Smoothing Parameter Flashcards
The Interpolating Spline
-line passing through all data points -so minimises: Σ [yi - μi^]²
Smoothing Spline Definition
- given data: D = { (ti,yi), i=1,…,n} -with model: yi = f(ti) + εi , εi~N(0,σ²)
- where f(t) is smooth -given knot positions ti, i=1,…,n we can estimate f with smoothing spline fλ^(t) calculated using the matrix solution to the smoothing spline
Methods for Chossing the Optimal Lambda
1) training and test
2) cross-validation / ‘leave-one-out’
3) generalised cross-validation
Training and Test
1) partition indices I={1,…,n) into subsets I1 & I2 such that I1⋃I2=S
- this gives a training set: D1 = { (ti,yi), i∈I1} -and test set: D2 = { (ti,yi), i∈I2}
2) fit smoothing spline to D1 to find fλ,I1 for some specified λ
3) calculate the goodness of fit to D2: QI1:I2(λ) = Σ [yi - fλ,I1^(ti)]²
- sum over i in I2 and choose λ to minimise QI1:I2(λ)
Cross Validation / Leave One Out
-same as the training and test set but use only one observation in the test set:
–training set: D1 = D-j = {(ti,yi), i∈I-j}
–test set: D2 = (tj,yj) for given j
-then calculate:
Q-j:j(λ) = [yj - fλ,-j^(tj)]²
-repeat for each j∈{1,…,n} then average to form the ordinary cross-validation criterion:
Qovc(λ) = 1/n Σ [yj - fλ,-j^(tj)]²
Disadvantage of Cross Validation / Leave One Out
- very computationally intensive
- can write in terms of the smooting matrix instead
Matrix Form of the Smoothing Spline Description
-for given λ and index ν≥1 the fitted value fλ^(tk) at each knot tk may be written as a linear combination of observation y1,…,yn
Matrix Form of the Smoothing Spline Coefficients
-for a smoothing spline which minimises the penalised sum of squares for given λ has coefficients a^ and b^:
[a^ b^]^t = {Mλ}^(-1) [y 0]^t
Matrix Form of the Smoothing Spline f
f = [f1 … fn]^t = K b^ + L a^ = [K L] [Mλ(11) Mλ(21)]^t y
Matrix Form of the Smoothing Spline Smoothing Matrix
-can show:
S = Sλ = [K L] [Mλ(11) Mλ(21)]^t
=>
f = S y
-where S, the smoothing matrix, is a symmetric, positive definite matrix
Cross Validation / Leave One Out Smoothing Matrix
-to speed up cross-validation, Qocv can be computed directly from applying spline, fλ^ fitted to the full dataset:
Qocv(λ) = 1/n Σ [(yj - fλ^(tj))/(1-sjj)]²
-where fλ^ is the full data fitted spline at tj and sjj is the jth diagonal element of Sλ
Generalised Cross-Validation
- a computationally efficient approximation to cross-validation
- replaces sjj with the average of the diagonal elements of Sλ:
Qgcv(λ) = 1/n Σ [(yj - fλ^(tj)) / (1 - 1/n trace(Sλ)]²
-this is the optimal smoothing method used in the mgcv package in R
How mang degrees of freedom are in a smoothing spline?

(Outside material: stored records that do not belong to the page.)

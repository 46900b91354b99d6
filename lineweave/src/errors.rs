use thiserror::Error;

/// Result type for reader operations
pub type ReaderResult<T> = Result<T, ReaderError>;

/// Errors that can occur while reading or writing files.
///
/// Only two conditions are hard errors: eagerly collecting lines without a
/// path set, and I/O failures while touching a path the caller named
/// explicitly. Everything else (missing files during load, reload, lazy
/// iteration, or concatenation folds) degrades silently to empty results so
/// that callers can detect soft failures by checking emptiness or counts.
#[derive(Error, Debug)]
pub enum ReaderError {
    #[error("attempt to open unset/invalid path")]
    InvalidPath,
    #[error("IO error: {0}")]
    Io(#[from] std::io::Error),
}

#[cfg(test)]
mod tests {
    use super::*;

    #[test]
    fn test_error_messages() {
        let err = ReaderError::InvalidPath;
        assert_eq!(err.to_string(), "attempt to open unset/invalid path");

        let io = std::io::Error::new(std::io::ErrorKind::NotFound, "gone");
        let err = ReaderError::from(io);
        assert_eq!(err.to_string(), "IO error: gone");
    }

    #[test]
    fn test_io_conversion() {
        let io = std::io::Error::new(std::io::ErrorKind::PermissionDenied, "denied");
        let err: ReaderError = io.into();
        assert!(matches!(err, ReaderError::Io(_)));
    }
}
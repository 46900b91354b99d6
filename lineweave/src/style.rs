/// ANSI color wrapping for command output.
///
/// Colorization is a presentation concern, kept out of the core operations:
/// `FileReader::concatenate_into` and `AnnotatedReader::render` return plain
/// strings and callers that want the traditional green/blue decoration apply
/// [`paint`] themselves. The escape codes are fixed so that painted output is
/// reproducible byte-for-byte regardless of terminal detection.
const RED: &str = "\x1b[91m";
const GREEN: &str = "\x1b[92m";
const BLUE: &str = "\x1b[94m";
const RESET: &str = "\x1b[0m";

/// The colors understood by [`paint`].
#[derive(Debug, Clone, Copy, PartialEq, Eq)]
pub enum Color {
    Red,
    Green,
    Blue,
}

impl Color {
    /// Looks up a color by its lowercase key; unrecognized keys fall back to red.
    pub fn from_key(key: &str) -> Self {
        match key {
            "green" => Color::Green,
            "blue" => Color::Blue,
            _ => Color::Red,
        }
    }

    fn code(self) -> &'static str {
        match self {
            Color::Red => RED,
            Color::Green => GREEN,
            Color::Blue => BLUE,
        }
    }
}

/// Wraps `text` in the escape code for `color` and the reset code.
pub fn paint(color: Color, text: &str) -> String {
    format!("{}{}{}", color.code(), text, RESET)
}
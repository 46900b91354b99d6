use config::{Config as ConfigBuilder, ConfigError, File};
use serde::{Deserialize, Serialize};
use std::path::{Path, PathBuf};

/// Presentation and output options for callers wrapping the library.
///
/// The core readers take no configuration; these options exist for the CLI
/// and similar front ends. They can be loaded from multiple locations in
/// order of precedence:
/// 1. Custom config file specified via `--config` flag
/// 2. Local `.lineweave.yaml` in the current directory
/// 3. Global `$CONFIG_DIR/lineweave/config.yaml`
///
/// The configuration uses YAML format. Example:
/// ```yaml
/// # Default output file for merge operations
/// output_path: "output.txt"
///
/// # Wrap status output in ANSI colors
/// color: true
///
/// # Log level (trace, debug, info, warn, error)
/// log_level: "warn"
/// ```
///
/// CLI flags take precedence over config file values; the merging behavior
/// is defined in [`merge_with_cli`](Self::merge_with_cli).
#[derive(Debug, Clone, Serialize, Deserialize)]
pub struct ReadOptions {
    /// Default output file for merge operations
    #[serde(default = "default_output_path")]
    pub output_path: PathBuf,

    /// Whether status output is wrapped in ANSI colors
    #[serde(default = "default_color")]
    pub color: bool,

    /// Log level (trace, debug, info, warn, error)
    #[serde(default = "default_log_level")]
    pub log_level: String,
}

fn default_output_path() -> PathBuf {
    PathBuf::from("output.txt")
}

fn default_color() -> bool {
    true
}

fn default_log_level() -> String {
    "warn".to_string()
}

impl Default for ReadOptions {
    fn default() -> Self {
        Self {
            output_path: default_output_path(),
            color: default_color(),
            log_level: default_log_level(),
        }
    }
}

impl ReadOptions {
    /// Loads options from the default locations.
    pub fn load() -> Result<Self, ConfigError> {
        Self::load_from(None)
    }

    /// Loads options, additionally reading `config_path` when given.
    pub fn load_from(config_path: Option<&Path>) -> Result<Self, ConfigError> {
        let mut builder = ConfigBuilder::builder();

        let config_files = [
            // Global config
            dirs::config_dir().map(|p| p.join("lineweave/config.yaml")),
            // Local config
            Some(PathBuf::from(".lineweave.yaml")),
            // Custom config
            config_path.map(PathBuf::from),
        ];

        for path in config_files.iter().flatten() {
            if path.exists() {
                builder = builder.add_source(File::from(path.as_path()));
            }
        }

        builder.build()?.try_deserialize()
    }

    /// Merges CLI arguments with configuration file values. CLI values take
    /// precedence when present.
    pub fn merge_with_cli(
        mut self,
        output_path: Option<PathBuf>,
        color: Option<bool>,
        log_level: Option<String>,
    ) -> Self {
        if let Some(output_path) = output_path {
            self.output_path = output_path;
        }
        if let Some(color) = color {
            self.color = color;
        }
        if let Some(log_level) = log_level {
            self.log_level = log_level;
        }
        self
    }
}
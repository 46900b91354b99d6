pub mod annotated;
pub mod basic;

pub use annotated::AnnotatedReader;
pub use basic::{FileReader, LineIter};
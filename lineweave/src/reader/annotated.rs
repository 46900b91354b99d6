use std::fmt;
use std::fs;
use std::path::{Path, PathBuf};
use tracing::{debug, info};

use crate::document::Document;
use crate::errors::ReaderResult;
use crate::reader::basic::FileReader;
use crate::stats::Stats;

/// A [`FileReader`] paired with word/character statistics and keyword
/// filtering.
///
/// Composition rather than inheritance: the inner reader is reachable via
/// [`reader`](Self::reader) and both types implement [`Document`], so an
/// annotated reader can stand in wherever a plain one is combined or
/// rendered. The [`Stats`] are a snapshot taken at construction and are not
/// recomputed if the inner reader is reloaded later.
#[derive(Debug, Clone, Default)]
pub struct AnnotatedReader {
    reader: FileReader,
    stats: Stats,
}

impl AnnotatedReader {
    /// Creates an annotated reader over `path`, computing stats from the
    /// loaded lines. A missing file yields an empty reader with zeroed stats.
    pub fn new(path: impl Into<PathBuf>) -> Self {
        let reader = FileReader::new(path);
        let stats = Stats::from_lines(reader.lines());
        Self { reader, stats }
    }

    /// The underlying plain reader.
    pub fn reader(&self) -> &FileReader {
        &self.reader
    }

    /// The trimmed lines captured at construction.
    pub fn lines(&self) -> &[String] {
        self.reader.lines()
    }

    /// The path this reader was loaded from, if any.
    pub fn path(&self) -> Option<&Path> {
        self.reader.path()
    }

    /// The word/character snapshot captured at construction.
    pub fn stats(&self) -> Stats {
        self.stats
    }

    /// Returns the lines whose content contains `keyword`, case-insensitively
    /// and in their original order. An empty keyword matches every line.
    pub fn filter_lines(&self, keyword: &str) -> Vec<String> {
        let keyword = keyword.to_lowercase();
        self.reader
            .lines()
            .iter()
            .filter(|line| line.to_lowercase().contains(&keyword))
            .cloned()
            .collect()
    }

    /// The base render string with `, <words> words` injected before the
    /// final closing parenthesis.
    pub fn render(&self) -> String {
        let base = self.reader.render();
        match base.rfind(')') {
            Some(idx) => format!("{}, {} words)", &base[..idx], self.stats.words),
            None => base,
        }
    }

    /// Appends the trimmed lines of every existing path to a copy of this
    /// reader's lines and writes the whole buffer to `output`, overwriting.
    ///
    /// Files are read directly; no intermediate readers or combined files are
    /// created. Returns `Created <output> with <N> lines` where `N` is the
    /// final buffer length.
    pub fn concatenate_multiple(
        &self,
        paths: &[PathBuf],
        output: impl AsRef<Path>,
    ) -> ReaderResult<String> {
        let output = output.as_ref();
        let mut all_lines = self.reader.lines().to_vec();
        for path in paths {
            if path.exists() {
                let content = fs::read_to_string(path)?;
                all_lines.extend(content.lines().map(|line| line.trim().to_string()));
            } else {
                debug!("skipping missing file {}", path.display());
            }
        }

        FileReader::write_file(output, &all_lines)?;
        info!("wrote {} lines to {}", all_lines.len(), output.display());
        Ok(format!(
            "Created {} with {} lines",
            output.display(),
            all_lines.len()
        ))
    }
}

impl Document for AnnotatedReader {
    fn path(&self) -> Option<&Path> {
        self.path()
    }

    fn lines(&self) -> &[String] {
        self.lines()
    }

    fn render(&self) -> String {
        self.render()
    }
}

impl fmt::Display for AnnotatedReader {
    fn fmt(&self, f: &mut fmt::Formatter<'_>) -> fmt::Result {
        write!(f, "{}", self.render())
    }
}
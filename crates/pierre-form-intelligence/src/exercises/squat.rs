// ABOUTME: Squat analyzer - knee flex cycle with back lean and knee tracking checks
// ABOUTME: Counts reps from the averaged knee angle and coaches depth, torso angle and knee path
//
// SPDX-License-Identifier: MIT OR Apache-2.0
// Copyright (c) 2025 Pierre Fitness Intelligence

use pierre_pose_core::constants::squat::KNEE_TRACKING_FRAMES;
use pierre_pose_core::geometry;
use pierre_pose_core::{ExerciseKind, FeedbackPriority, LandmarkId, LandmarkSet};

use super::flex_cycle::{FlexBands, FlexCycle, FlexSignals, FlexTransition};
use crate::analyzer::{
    sanitize_dt, visible_points, AnalysisResult, AnalyzerCore, ExerciseAnalyzer, Metrics,
};
use crate::config::{AnalyzerSettings, SquatThresholds};
use crate::smoothing::{FrameStreak, SmoothingWindow};

const FALSE_START: &str = "Lower yourself into a proper squat";
const GOOD_FORM: &str = "Good form! Keep it up";
const TOO_DEEP: &str = "You're squatting too deep, raise slightly";
const NOT_DEEP_ENOUGH: &str = "Lower your hips more for a proper squat";
const LEAN_MORE: &str = "Lean forward slightly to maintain balance";
const LEAN_LESS: &str = "Keep your back more upright";
const KNEES_BOTH: &str = "Keep your knees in line with your toes";
const KNEE_LEFT: &str = "Keep your left knee in line with your toes";
const KNEE_RIGHT: &str = "Keep your right knee in line with your toes";

const JOINTS: [LandmarkId; 8] = [
    LandmarkId::LeftShoulder,
    LandmarkId::RightShoulder,
    LandmarkId::LeftHip,
    LandmarkId::RightHip,
    LandmarkId::LeftKnee,
    LandmarkId::RightKnee,
    LandmarkId::LeftAnkle,
    LandmarkId::RightAnkle,
];

/// Bodyweight squat analyzer
#[derive(Debug, Clone)]
pub struct SquatAnalyzer {
    core: AnalyzerCore,
    thresholds: SquatThresholds,
    cycle: FlexCycle,
    knee_angles: SmoothingWindow,
    back_angles: SmoothingWindow,
    previous: Option<f64>,
    rep_min: f64,
    tracking: FrameStreak,
}

impl SquatAnalyzer {
    /// Create a squat analyzer
    #[must_use]
    pub fn new(thresholds: SquatThresholds, settings: &AnalyzerSettings) -> Self {
        Self {
            core: AnalyzerCore::new(ExerciseKind::Squat, settings),
            thresholds,
            cycle: FlexCycle::default(),
            knee_angles: SmoothingWindow::new(settings.smoothing_window),
            back_angles: SmoothingWindow::new(settings.smoothing_window),
            previous: None,
            rep_min: geometry::STRAIGHT_ANGLE,
            tracking: FrameStreak::default(),
        }
    }

    const fn bands(&self) -> FlexBands {
        FlexBands {
            start: self.thresholds.start_angle,
            commit: self.thresholds.commit_angle,
            release: self.thresholds.start_angle,
        }
    }

    fn check_depth(&mut self) {
        if self.rep_min < self.thresholds.too_deep_angle {
            self.core.flag(TOO_DEEP, FeedbackPriority::Medium);
        } else if self.rep_min > self.thresholds.not_deep_enough_angle {
            self.core.flag(NOT_DEEP_ENOUGH, FeedbackPriority::High);
        }
    }

    fn check_form(&mut self, back_angle: f64, left_ratio: f64, right_ratio: f64) {
        if back_angle < self.thresholds.min_back_lean_degrees {
            self.core.flag(LEAN_MORE, FeedbackPriority::Medium);
        } else if back_angle > self.thresholds.max_back_lean_degrees {
            self.core.flag(LEAN_LESS, FeedbackPriority::High);
        }

        let left_off = left_ratio > self.thresholds.knee_tracking_ratio;
        let right_off = right_ratio > self.thresholds.knee_tracking_ratio;
        if self
            .tracking
            .reached(left_off || right_off, KNEE_TRACKING_FRAMES)
        {
            match (left_off, right_off) {
                (true, true) => self.core.flag(KNEES_BOTH, FeedbackPriority::High),
                (true, false) => self.core.flag(KNEE_LEFT, FeedbackPriority::Medium),
                _ => self.core.flag(KNEE_RIGHT, FeedbackPriority::Medium),
            }
            self.tracking.reset();
        }
    }
}

impl ExerciseAnalyzer for SquatAnalyzer {
    fn analyze(&mut self, landmarks: &LandmarkSet, dt_seconds: f64) -> AnalysisResult {
        let threshold = self.core.visibility_threshold();
        let Some([l_shoulder, r_shoulder, l_hip, r_hip, l_knee, r_knee, l_ankle, r_ankle]) =
            visible_points(landmarks, JOINTS, threshold)
        else {
            let phase = self.phase_name();
            let missing = self.core.missing_landmarks(landmarks);
            return self.core.reject_frame(missing, phase);
        };
        let dt = sanitize_dt(dt_seconds);

        let left_knee = geometry::angle(l_hip, l_knee, l_ankle);
        let right_knee = geometry::angle(r_hip, r_knee, r_ankle);
        let knee_angle = self.knee_angles.push((left_knee + right_knee) / 2.0);
        let back_angle = self.back_angles.push(geometry::vertical_angle(
            geometry::midpoint(l_hip, r_hip),
            geometry::midpoint(l_shoulder, r_shoulder),
        ));
        let left_ratio = geometry::tracking_ratio(l_knee, l_ankle, l_hip);
        let right_ratio = geometry::tracking_ratio(r_knee, r_ankle, r_hip);

        if self.cycle.is_active() {
            self.rep_min = self.rep_min.min(knee_angle);
        }
        let signals = FlexSignals::from_angle(knee_angle, self.previous, self.bands());
        self.previous = Some(knee_angle);

        match self.cycle.step(signals) {
            Some(FlexTransition::Started) => {
                self.core.begin_rep();
                self.rep_min = knee_angle;
                self.tracking.reset();
            }
            Some(FlexTransition::FalseStart) => {
                self.core.abandon_rep();
                self.core.note(FALSE_START, FeedbackPriority::Medium);
            }
            Some(FlexTransition::ReachedHold) => self.check_depth(),
            Some(FlexTransition::Completed) => {
                if self.core.complete_rep() && !self.core.had_issue() {
                    self.core.note(GOOD_FORM, FeedbackPriority::Low);
                }
            }
            Some(FlexTransition::Committed | FlexTransition::Releasing) | None => {}
        }

        if self.cycle.is_active() {
            self.core.add_active_time(dt);
            self.check_form(back_angle, left_ratio, right_ratio);
        }

        let mut metrics = Metrics::new();
        metrics.insert("knee_angle", knee_angle.into());
        metrics.insert("left_knee_angle", left_knee.into());
        metrics.insert("right_knee_angle", right_knee.into());
        metrics.insert("back_angle", back_angle.into());
        metrics.insert("left_knee_tracking", left_ratio.into());
        metrics.insert("right_knee_tracking", right_ratio.into());
        metrics.insert("depth_angle", self.rep_min.into());
        let phase = self.phase_name();
        self.core.finish(phase, metrics)
    }

    fn reset(&mut self) {
        self.core.reset();
        self.cycle.reset();
        self.knee_angles.clear();
        self.back_angles.clear();
        self.previous = None;
        self.rep_min = geometry::STRAIGHT_ANGLE;
        self.tracking.reset();
    }

    fn phase_name(&self) -> &'static str {
        self.cycle.phase().as_str()
    }

    fn core(&self) -> &AnalyzerCore {
        &self.core
    }

    fn core_mut(&mut self) -> &mut AnalyzerCore {
        &mut self.core
    }
}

Outline
-there are (n+ν) parameters in (b_.a_) but not all are completely free
How mang degrees of freedom are in a smoothing spline? λ -> ∞
-smoothing spline f^(t) becomes the least squares regression solution for model formula y~1 when ν=1, OR y~1+t when ν=2
How mang degrees of freedom are in a smoothing spline? λ -> 0
-number of degrees of freedom becomes n, since smoothing spline f^(t) becomes the interolating spline when λ=0
Ordinary Least Squares Regression Fitted Values
y^ = X [X^t X]^(-1) X^t y
Ordinary Least Squares Regression Hat Matrix
y^ = H y
-where H, the hat matrix, linearly maps data y onyo fitted values y^:
H = X [X^t X]^(-1) X^t
Ordinary Least Squares Regression Hat Matrix & DoF
-for ordinary least squares regression:
trace(H) = p
-the trace of the hat matrix is equal to the number of model parameters (the number of degrees of freedom
Smoothing Matrix Hat Matrix
- for the smoothing spline, the smoothing matrix takes on the role of the hat matix
- it linearly maps the data onto the fitted values
Smoothing Matrix Effective Degrees of Freedom
edf_λ = trace(Sλ)
-can show that:
edf_∞ = ν edf_0 = n
Penalised Sum of Squares
Rλ(f) = Σ[yi - f(ti)]² + λ J(f)
-sum from i=1 to i=n
When can the penalised sum of squares be used?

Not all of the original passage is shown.